In that situation, institutions will want to be able to put a name with a face and provide an example of how that funding directly affected a student, providing them an opportunity they otherwise would have missed. Matching funds and challenge grants, he added, can further boost these efforts.
He also noted, however, that colleges and universities must be careful not to cross a line by letting philanthropists dictate programmatic issues, whether it’s what courses are offered, what’s taught or what research programs are done.
Confronting the capitol for capital
Much of higher ed's budget woes can also be traced back to declines in state and federal investment in recent decades.
As a result, Hennessy suggests that public institutions in particular must sell their case to politicians in an effort to get those numbers back up. This could involve discussing rising concerns around skills gaps in STEM fields and the impact on the economy.
"We’ve gotta make it it clear where that [financial] stress [in higher ed] is coming from," Hennessy said. "We have to make it clear that prior generations of students benefited, in particular at the publics, from greater state investment and hope that they would see that their philanthropy can make a difference for the next generation. We’ve gotta make that argument clear."
Extreme measures: Ditching the football team
Taking what some might consider a "nuclear option" shortly after taking office in 2007, Paul Quinn College President Michael Sorrell cut the school's football program. He joked at this year's ASU+GSV Summit in Salt Lake City that the team was expensive and "never won any games," but the move has paid very real dividends for the Dallas-area liberal arts school.
Its "New Urban College Model" has seen an increased focus on social issues and the need for academic and professional preparation that instills a "we over me" mentality, placing the community's needs over the individual's desires for the betterment of everyone. This can be most clearly seen through the replacement of its former football field with an organic farm providing an experiential learning opportunity that also addresses the food desert that existed in the low-income community around the school.

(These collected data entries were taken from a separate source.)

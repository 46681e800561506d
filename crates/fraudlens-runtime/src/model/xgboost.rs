//! XGBoost JSON booster
//!
//! Evaluates gradient boosted trees saved with `Booster.save_model("*.json")`.
//! Only binary logistic models with numerical splits are accepted. A node
//! sends an input left when `x < split_condition` (compared in `f32`, as
//! XGBoost does) and a missing value (`NaN`) follows the node's default
//! direction. The probability is `sigmoid(logit(base_score) + sum(leaves))`.

use super::{validate_probability, Classifier, ModelError};
use crate::features::AlignedFeatureVector;
use serde::Deserialize;
use serde_json::Value;
use std::path::Path;

const LEAF: i32 = -1;

#[derive(Deserialize)]
struct ModelDocument {
    learner: LearnerDocument,
}

#[derive(Deserialize)]
struct LearnerDocument {
    #[serde(default)]
    feature_names: Vec<String>,
    gradient_booster: BoosterDocument,
    learner_model_param: LearnerParams,
    objective: ObjectiveDocument,
}

#[derive(Deserialize)]
struct BoosterDocument {
    name: String,
    #[serde(default)]
    model: Option<TreeEnsembleDocument>,
}

#[derive(Deserialize)]
struct TreeEnsembleDocument {
    trees: Vec<TreeDocument>,
    #[serde(default)]
    tree_info: Vec<i64>,
}

#[derive(Deserialize)]
struct TreeDocument {
    left_children: Vec<i32>,
    right_children: Vec<i32>,
    split_indices: Vec<i64>,
    split_conditions: Vec<f32>,
    default_left: Flags,
    #[serde(default)]
    split_type: Vec<i64>,
}

/// Older writers emit booleans, newer ones emit `0`/`1`
#[derive(Deserialize)]
#[serde(untagged)]
enum Flags {
    Bools(Vec<bool>),
    Ints(Vec<i64>),
}

impl Flags {
    fn into_bools(self) -> Vec<bool> {
        match self {
            Flags::Bools(flags) => flags,
            Flags::Ints(flags) => flags.into_iter().map(|f| f != 0).collect(),
        }
    }
}

#[derive(Deserialize)]
struct LearnerParams {
    base_score: Value,
    #[serde(default)]
    num_class: Option<Value>,
    #[serde(default)]
    num_feature: Option<Value>,
}

#[derive(Deserialize)]
struct ObjectiveDocument {
    name: String,
}

/// Numeric learner parameter, written as a string (`"5E-1"`), a bracketed
/// vector string (`"[5E-1]"`) or a plain number
fn numeric_param(value: &Value) -> Option<f64> {
    match value {
        Value::Number(n) => n.as_f64(),
        Value::String(s) => s
            .trim()
            .trim_start_matches('[')
            .trim_end_matches(']')
            .split(',')
            .next()
            .and_then(|first| first.trim().parse().ok()),
        Value::Array(items) => items.first().and_then(numeric_param),
        _ => None,
    }
}

#[derive(Debug, Clone)]
struct RegressionTree {
    left: Vec<i32>,
    right: Vec<i32>,
    split_index: Vec<usize>,
    split_condition: Vec<f32>,
    default_left: Vec<bool>,
}

impl RegressionTree {
    fn from_document(doc: TreeDocument, position: usize) -> Result<Self, ModelError> {
        let num_nodes = doc.left_children.len();
        let default_left = doc.default_left.into_bools();
        let invalid = |reason: String| ModelError::Parse(format!("tree {}: {}", position, reason));

        if num_nodes == 0 {
            return Err(invalid("no nodes".to_string()));
        }
        if doc.right_children.len() != num_nodes
            || doc.split_indices.len() != num_nodes
            || doc.split_conditions.len() != num_nodes
            || default_left.len() != num_nodes
        {
            return Err(invalid("node arrays differ in length".to_string()));
        }
        if doc.split_type.iter().any(|&t| t != 0) {
            return Err(ModelError::UnsupportedModel(format!(
                "tree {} uses categorical splits",
                position
            )));
        }

        let mut split_index = Vec::with_capacity(num_nodes);
        for node in 0..num_nodes {
            let (left, right) = (doc.left_children[node], doc.right_children[node]);
            if left == LEAF || right == LEAF {
                if left != right {
                    return Err(invalid(format!("node {} has a single child", node)));
                }
                split_index.push(0);
                continue;
            }

            // Children always come after their parent, which rules out cycles
            for child in [left, right] {
                if child <= node as i32 || child as usize >= num_nodes {
                    return Err(invalid(format!(
                        "node {} has out-of-order child {}",
                        node, child
                    )));
                }
            }

            let index = usize::try_from(doc.split_indices[node])
                .map_err(|_| invalid(format!("node {} has a negative split index", node)))?;
            split_index.push(index);
        }

        Ok(Self {
            left: doc.left_children,
            right: doc.right_children,
            split_index,
            split_condition: doc.split_conditions,
            default_left,
        })
    }

    fn max_split_index(&self) -> Option<usize> {
        (0..self.left.len())
            .filter(|&node| self.left[node] != LEAF)
            .map(|node| self.split_index[node])
            .max()
    }

    fn leaf_value(&self, values: &[f64]) -> f64 {
        let mut node = 0usize;
        while self.left[node] != LEAF {
            let x = values[self.split_index[node]];
            let go_left = if x.is_nan() {
                self.default_left[node]
            } else {
                (x as f32) < self.split_condition[node]
            };
            node = if go_left {
                self.left[node] as usize
            } else {
                self.right[node] as usize
            };
        }
        f64::from(self.split_condition[node])
    }
}

/// Binary logistic XGBoost model
#[derive(Debug, Clone)]
pub struct XgbClassifier {
    name: String,
    feature_names: Option<Vec<String>>,
    num_feature: usize,
    base_margin: f64,
    trees: Vec<RegressionTree>,
}

impl XgbClassifier {
    /// Parse a model from its JSON document
    pub fn from_json_str(json: &str) -> Result<Self, ModelError> {
        let document: ModelDocument =
            serde_json::from_str(json).map_err(|e| ModelError::Parse(e.to_string()))?;
        Self::from_document(document.learner)
    }

    /// Read and parse a model file; the classifier is named after the file
    pub fn from_path(path: impl AsRef<Path>) -> Result<Self, ModelError> {
        let path = path.as_ref();
        if !path.exists() {
            return Err(ModelError::NotFound(path.to_path_buf()));
        }

        let json = std::fs::read_to_string(path)?;
        let mut model = Self::from_json_str(&json)?;
        if let Some(file_name) = path.file_name().and_then(|n| n.to_str()) {
            model.name = file_name.to_string();
        }
        Ok(model)
    }

    /// Override the reported model name
    pub fn with_name(mut self, name: impl Into<String>) -> Self {
        self.name = name.into();
        self
    }

    /// Number of trees in the ensemble
    pub fn num_trees(&self) -> usize {
        self.trees.len()
    }

    /// Number of input features the model was trained with
    pub fn num_features(&self) -> usize {
        self.num_feature
    }

    fn from_document(learner: LearnerDocument) -> Result<Self, ModelError> {
        let objective = learner.objective.name;
        if objective != "binary:logistic" && objective != "reg:logistic" {
            return Err(ModelError::UnsupportedObjective(objective));
        }

        if learner.gradient_booster.name != "gbtree" {
            return Err(ModelError::UnsupportedModel(format!(
                "booster {}",
                learner.gradient_booster.name
            )));
        }
        let ensemble = learner
            .gradient_booster
            .model
            .ok_or_else(|| ModelError::Parse("gbtree booster has no model".to_string()))?;

        let params = learner.learner_model_param;
        let num_class = params.num_class.as_ref().and_then(numeric_param).unwrap_or(0.0);
        if num_class > 1.0 || ensemble.tree_info.iter().any(|&group| group != 0) {
            return Err(ModelError::UnsupportedModel(
                "multi-class models are not supported".to_string(),
            ));
        }

        let base_score = numeric_param(&params.base_score)
            .ok_or_else(|| ModelError::Parse("base_score is not numeric".to_string()))?;
        if !(base_score > 0.0 && base_score < 1.0) {
            return Err(ModelError::Parse(format!(
                "base_score {} is not a probability",
                base_score
            )));
        }
        let base_margin = (base_score / (1.0 - base_score)).ln();

        let trees = ensemble
            .trees
            .into_iter()
            .enumerate()
            .map(|(position, doc)| RegressionTree::from_document(doc, position))
            .collect::<Result<Vec<_>, _>>()?;

        let feature_names = Some(learner.feature_names).filter(|names| !names.is_empty());
        let declared = params
            .num_feature
            .as_ref()
            .and_then(numeric_param)
            .map(|n| n as usize)
            .unwrap_or(0);
        let num_feature = match (&feature_names, declared) {
            (Some(names), 0) => names.len(),
            (Some(names), n) if names.len() != n => {
                return Err(ModelError::Parse(format!(
                    "{} feature names for {} features",
                    names.len(),
                    n
                )))
            }
            (_, n) => n,
        };

        let required = trees
            .iter()
            .filter_map(RegressionTree::max_split_index)
            .max()
            .map(|i| i + 1)
            .unwrap_or(0);
        let num_feature = num_feature.max(required);

        Ok(Self {
            name: "xgboost".to_string(),
            feature_names,
            num_feature,
            base_margin,
            trees,
        })
    }

    fn margin(&self, values: &[f64]) -> f64 {
        self.base_margin
            + self
                .trees
                .iter()
                .map(|tree| tree.leaf_value(values))
                .sum::<f64>()
    }
}

impl Classifier for XgbClassifier {
    fn name(&self) -> &str {
        &self.name
    }

    fn expected_feature_names(&self) -> Option<&[String]> {
        self.feature_names.as_deref()
    }

    fn predict_proba(&self, features: &AlignedFeatureVector) -> Result<f64, ModelError> {
        if features.len() != self.num_feature {
            return Err(ModelError::ShapeMismatch {
                expected: self.num_feature,
                actual: features.len(),
            });
        }

        let margin = self.margin(features.values());
        validate_probability(1.0 / (1.0 + (-margin).exp()))
    }
}
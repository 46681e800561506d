//! Transaction scoring example
//!
//! Scores a few hand-built transactions and prints each decision with its
//! rule breakdown. Pass a model file to score with the classifier:
//!
//! ```text
//! cargo run --example score_transaction -- elliptic_xgb_hybrid_model.json
//! ```
//!
//! Without one the engine runs in rules-only mode.

use fraudlens_core::TransactionInput;
use fraudlens_runtime::RuleEvaluator;
use fraudlens_sdk::ScoringEngineBuilder;
use tracing_subscriber::EnvFilter;

#[tokio::main]
async fn main() -> anyhow::Result<()> {
    tracing_subscriber::fmt()
        .with_env_filter(
            EnvFilter::try_from_default_env().unwrap_or_else(|_| EnvFilter::new("warn")),
        )
        .init();

    println!("=== Transaction Scoring Example ===\n");

    let mut builder = ScoringEngineBuilder::new();
    if let Some(model_path) = std::env::args().nth(1) {
        builder = builder.with_model_path(model_path);
    }
    let engine = builder.build().await?;

    println!(
        "Engine ready (model: {}, loaded: {})\n",
        engine.classifier().name(),
        engine.model_loaded()
    );

    let transactions = vec![
        (
            "Ordinary transfer",
            TransactionInput::new(101, "tx_ordinary", 30)
                .with_feature("feat_3", 1_200.0)
                .with_feature("feat_4", 0.4)
                .with_feature("feat_10", 2.0)
                .with_feature("feat_20", 3.0)
                .with_feature("feat_100", 0.1),
        ),
        (
            "Whale with no fee",
            TransactionInput::new(102, "tx_whale", 2)
                .with_feature("feat_3", 80_000.0)
                .with_feature("feat_4", 0.0)
                .with_feature("feat_10", 15.0)
                .with_feature("feat_15", 4.0)
                .with_feature("feat_20", 1.0)
                .with_feature("feat_100", 1.4),
        ),
        (
            "Dust structuring",
            TransactionInput::new(103, "tx_dust", 12)
                .with_feature("feat_3", 9.5)
                .with_feature("feat_4", 0.0)
                .with_feature("feat_10", 11.0),
        ),
    ];

    for (label, tx) in &transactions {
        println!("--- {} ---", label);

        let response = engine.process(tx);
        println!("{}", serde_json::to_string_pretty(&response)?);

        let config = engine.config_snapshot();
        let evaluation = RuleEvaluator::new(&config).evaluate(&tx.features, tx.time_step);
        for item in evaluation.contributions(&config.weights) {
            println!(
                "  {} {:<22} fired={:<5} +{}",
                item.rule,
                item.rule.name(),
                item.fired,
                item.contribution
            );
        }
        println!();
    }

    let metrics = engine.metrics();
    println!("=== Metrics ===");
    println!("{}", serde_json::to_string_pretty(&metrics)?);

    Ok(())
}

But that move also allowed Paul Quinn College to launch an urban work program in which residential students work 10-20 hours per week on- or off-campus and get a $1,000-2,000 stipend each academic year. That program allowed PQC to cut tuition by about $10,000, from $23,875 to $14,495 ($9,920 for those living off-campus), and the institution also now uses open-sourced textbooks to further save money for students.

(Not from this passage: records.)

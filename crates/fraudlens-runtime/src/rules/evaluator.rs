//! Seven-rule evaluator
//!
//! Maps a transaction's features and time step to one outcome per rule and a
//! weighted score. Every rule is a pure predicate over the inputs and the
//! thresholds of the configuration snapshot it was built with:
//!
//! | Rule | Fires when |
//! |---|---|
//! | R1 High Value | `feat_3 > high_value` |
//! | R2 Zero Fee | `feat_4 <= zero_fee` |
//! | R3 Early Step | `time_step <= early_step` |
//! | R4 Low-Value Structuring | `feat_3 < low_value` and R1 did not fire |
//! | R5 Neighbor Aggregation | `feat_100 > aggregation` |
//! | R6 High Velocity | `feat_10 > velocity` |
//! | R7 Structural Anomaly | `feat_15 / (feat_20 + 1e-6) > structural` |
//!
//! Missing features take the defaults documented in
//! [`fraudlens_core::features`].

use fraudlens_core::features::{
    AMOUNT, FEE, NEIGHBOR_AGGREGATION, STRUCTURAL_DENOMINATOR, STRUCTURAL_NUMERATOR, VELOCITY,
};
use fraudlens_core::{FeatureMap, RuleId, RuleOutcomeSet, RuleWeights, ScoringConfig};
use serde::Serialize;

/// Added to the R7 denominator on every evaluation, not only when it is zero.
///
/// This shifts every ratio slightly downwards; models were trained with the
/// same bias, so it must stay.
pub const STRUCTURAL_EPSILON: f64 = 1e-6;

/// R7 ratio with the unconditional epsilon
pub fn structural_ratio(numerator: f64, denominator: f64) -> f64 {
    numerator / (denominator + STRUCTURAL_EPSILON)
}

/// Outcome of evaluating the rule set against one transaction
#[derive(Debug, Clone, Copy, PartialEq, Serialize)]
pub struct RuleEvaluation {
    /// Sum of the weights of the fired rules
    pub score: f64,

    /// Per-rule outcome
    pub fired: RuleOutcomeSet,
}

/// Contribution of one rule to the score
#[derive(Debug, Clone, Copy, PartialEq, Eq, Serialize)]
pub struct RuleContribution {
    pub rule: RuleId,
    pub fired: bool,
    pub weight: i32,
    pub contribution: i32,
}

impl RuleEvaluation {
    /// Per-rule breakdown of the score under the given weights
    pub fn contributions(&self, weights: &RuleWeights) -> Vec<RuleContribution> {
        self.fired
            .iter()
            .map(|(rule, fired)| {
                let weight = weights.weight(rule);
                RuleContribution {
                    rule,
                    fired,
                    weight,
                    contribution: if fired { weight } else { 0 },
                }
            })
            .collect()
    }
}

/// Evaluates the seven rules under one configuration snapshot
///
/// Holds only a shared reference to the configuration, so one evaluator can
/// be used from many threads at once.
#[derive(Debug, Clone, Copy)]
pub struct RuleEvaluator<'a> {
    config: &'a ScoringConfig,
}

impl<'a> RuleEvaluator<'a> {
    /// Create an evaluator bound to a configuration snapshot
    pub fn new(config: &'a ScoringConfig) -> Self {
        Self { config }
    }

    /// Evaluate every rule once and compute the weighted score
    pub fn evaluate(&self, features: &FeatureMap, time_step: i64) -> RuleEvaluation {
        let thresholds = &self.config.thresholds;
        let enabled = &self.config.enabled;

        let amount = AMOUNT.read(features);
        let fee = FEE.read(features);
        let velocity = VELOCITY.read(features);
        let aggregation = NEIGHBOR_AGGREGATION.read(features);
        let ratio = structural_ratio(
            STRUCTURAL_NUMERATOR.read(features),
            STRUCTURAL_DENOMINATOR.read(features),
        );

        let mut fired = RuleOutcomeSet::new();
        let mut apply = |rule: RuleId, condition: bool| {
            fired.set(rule, enabled.is_enabled(rule) && condition);
        };

        apply(RuleId::R1, amount > thresholds.high_value);
        apply(RuleId::R2, fee <= thresholds.zero_fee);
        apply(RuleId::R3, time_step <= thresholds.early_step);
        apply(RuleId::R5, aggregation > thresholds.aggregation);
        apply(RuleId::R6, velocity > thresholds.velocity);
        apply(RuleId::R7, ratio > thresholds.structural);

        // R4 is defined against R1's reported outcome
        let r1_fired = fired.is_fired(RuleId::R1);
        fired.set(
            RuleId::R4,
            enabled.is_enabled(RuleId::R4) && amount < thresholds.low_value && !r1_fired,
        );

        let score = fired
            .iter()
            .filter(|(_, is_fired)| *is_fired)
            .map(|(rule, _)| f64::from(self.config.weights.weight(rule)))
            .sum();

        RuleEvaluation { score, fired }
    }
}

#[cfg(test)]
mod tests {
    use super::*;

    fn features(pairs: &[(&str, f64)]) -> FeatureMap {
        pairs.iter().map(|(k, v)| (k.to_string(), *v)).collect()
    }

    #[test]
    fn test_all_high_risk_signals() {
        let config = ScoringConfig::default();
        let input = features(&[
            ("feat_3", 80_000.0),
            ("feat_4", 0.0),
            ("feat_10", 15.0),
            ("feat_15", 4.0),
            ("feat_20", 1.0),
            ("feat_100", 1.4),
        ]);

        let evaluation = RuleEvaluator::new(&config).evaluate(&input, 2);

        let flags: Vec<u8> = RuleId::ALL.iter().map(|&r| evaluation.fired.flag(r)).collect();
        assert_eq!(flags, vec![1, 1, 1, 0, 1, 1, 1]);
        assert_eq!(evaluation.score, 60.0);
    }

    #[test]
    fn test_sparse_input_defaults() {
        let config = ScoringConfig::default();
        let input = features(&[("feat_20", 1.0)]);

        let evaluation = RuleEvaluator::new(&config).evaluate(&input, 10);

        assert_eq!(evaluation.fired.fired_rules(), vec![RuleId::R2, RuleId::R4]);
        assert_eq!(evaluation.score, 20.0);
    }

    #[test]
    fn test_empty_features_use_per_key_defaults() {
        let config = ScoringConfig::default();
        let evaluation = RuleEvaluator::new(&config).evaluate(&FeatureMap::new(), 10);

        // Zero fee fires when absent, amount-based R1 never does
        assert!(evaluation.fired.is_fired(RuleId::R2));
        assert!(!evaluation.fired.is_fired(RuleId::R1));
        // Denominator defaults to 1, numerator to 0
        assert!(!evaluation.fired.is_fired(RuleId::R7));
    }

    #[test]
    fn test_zero_fee_does_not_fire_below_negative_threshold() {
        let mut config = ScoringConfig::default();
        config.thresholds.zero_fee = -0.5;

        let evaluation = RuleEvaluator::new(&config).evaluate(&FeatureMap::new(), 10);
        assert!(!evaluation.fired.is_fired(RuleId::R2));
    }

    #[test]
    fn test_boundary_comparisons() {
        let config = ScoringConfig::default();
        let input = features(&[
            ("feat_3", 50_000.0),
            ("feat_4", 0.0),
            ("feat_10", 10.0),
            ("feat_100", 0.8),
        ]);

        let evaluation = RuleEvaluator::new(&config).evaluate(&input, 5);

        assert!(!evaluation.fired.is_fired(RuleId::R1));
        assert!(evaluation.fired.is_fired(RuleId::R2));
        assert!(evaluation.fired.is_fired(RuleId::R3));
        assert!(!evaluation.fired.is_fired(RuleId::R4));
        assert!(!evaluation.fired.is_fired(RuleId::R5));
        assert!(!evaluation.fired.is_fired(RuleId::R6));
    }

    #[test]
    fn test_low_value_structuring_excludes_high_value() {
        // An inverted configuration where both predicates hold
        let mut config = ScoringConfig::default();
        config.thresholds.high_value = 10.0;
        config.thresholds.low_value = 1_000.0;

        let input = features(&[("feat_3", 500.0)]);
        let evaluation = RuleEvaluator::new(&config).evaluate(&input, 10);

        assert!(evaluation.fired.is_fired(RuleId::R1));
        assert!(!evaluation.fired.is_fired(RuleId::R4));
    }

    #[test]
    fn test_disabled_high_value_lets_structuring_fire() {
        let mut config = ScoringConfig::default().with_rule_enabled(RuleId::R1, false);
        config.thresholds.high_value = 10.0;
        config.thresholds.low_value = 1_000.0;

        let input = features(&[("feat_3", 500.0)]);
        let evaluation = RuleEvaluator::new(&config).evaluate(&input, 10);

        assert!(!evaluation.fired.is_fired(RuleId::R1));
        assert!(evaluation.fired.is_fired(RuleId::R4));
    }

    #[test]
    fn test_disabled_rule_does_not_score() {
        let config = ScoringConfig::default().with_rule_enabled(RuleId::R2, false);
        let evaluation = RuleEvaluator::new(&config).evaluate(&FeatureMap::new(), 10);

        assert!(!evaluation.fired.is_fired(RuleId::R2));
        assert_eq!(evaluation.score, 10.0);
    }

    #[test]
    fn test_structural_epsilon_is_unconditional() {
        // 2.0000015 / 1.0 would exceed the threshold; with the epsilon it does not
        let ratio = structural_ratio(2.0000015, 1.0);
        assert!(ratio < 2.0);
        assert!((ratio - 1.9999995).abs() < 1e-9);

        let config = ScoringConfig::default();
        let input = features(&[("feat_15", 2.0000015), ("feat_20", 1.0)]);
        let evaluation = RuleEvaluator::new(&config).evaluate(&input, 10);
        assert!(!evaluation.fired.is_fired(RuleId::R7));
    }

    #[test]
    fn test_structural_ratio_with_zero_denominator() {
        let config = ScoringConfig::default();
        let input = features(&[("feat_15", 1.0), ("feat_20", 0.0)]);
        let evaluation = RuleEvaluator::new(&config).evaluate(&input, 10);

        assert!(evaluation.fired.is_fired(RuleId::R7));
    }

    #[test]
    fn test_contributions() {
        let config = ScoringConfig::default();
        let evaluation = RuleEvaluator::new(&config).evaluate(&FeatureMap::new(), 1);
        let contributions = evaluation.contributions(&config.weights);

        assert_eq!(contributions.len(), 7);
        let total: i32 = contributions.iter().map(|c| c.contribution).sum();
        assert_eq!(f64::from(total), evaluation.score);
        assert_eq!(contributions[2].rule, RuleId::R3);
        assert_eq!(contributions[2].contribution, 5);
        assert_eq!(contributions[0].contribution, 0);
    }
}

“It is irresponsible to tell students from poverty that the way out of poverty is massive amounts of student loan debt," Sorrell told a crowd at ASU+GSV. "That is not right. We refuse to buy into that culture."
While not every institution needs to make such a move, many might take heed of what Sorrell has done and reconsider what is truly necessary and what can be redirected toward more beneficial opportunities at their particular college or university.